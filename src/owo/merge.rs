//! Merging collections across catalog sources.

use std::collections::HashSet;

use crate::state::EmojiCollection;

/// What: Combine collections sharing a name into one catalog.
///
/// Inputs:
/// - `collections`: Per-source collections in load order.
///
/// Output:
/// - One collection per name, ordered by first appearance. Item sequences
///   are concatenated in input order and de-duplicated by key, keeping the
///   first occurrence; later sources never override an earlier item with
///   the same key. `source` labels of merged inputs are joined with `", "`.
///
/// Details:
/// - Pure and idempotent: merging an already-merged list yields the same
///   result.
#[must_use]
pub fn merge_collections(collections: Vec<EmojiCollection>) -> Vec<EmojiCollection> {
    let mut merged: Vec<EmojiCollection> = Vec::new();
    for mut collection in collections {
        if let Some(existing) = merged.iter_mut().find(|c| c.name == collection.name) {
            existing.source.push_str(", ");
            existing.source.push_str(&collection.source);
            existing.items.append(&mut collection.items);
            dedup_by_key(existing);
        } else {
            dedup_by_key(&mut collection);
            merged.push(collection);
        }
    }
    merged
}

/// Drop every item whose key was already seen earlier in the collection.
fn dedup_by_key(collection: &mut EmojiCollection) {
    let mut seen = HashSet::new();
    collection.items.retain(|item| seen.insert(item.key.clone()));
}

★ ★ ★

What you are asked to do. Copy every line in the entries above that has the string "merged" in it.

Solution for this exercise.
///   the same key. `source` labels of merged inputs are joined with `", "`.
/// - Pure and idempotent: merging an already-merged list yields the same
    let mut merged: Vec<EmojiCollection> = Vec::new();
        if let Some(existing) = merged.iter_mut().find(|c| c.name == collection.name) {
            merged.push(collection);
    merged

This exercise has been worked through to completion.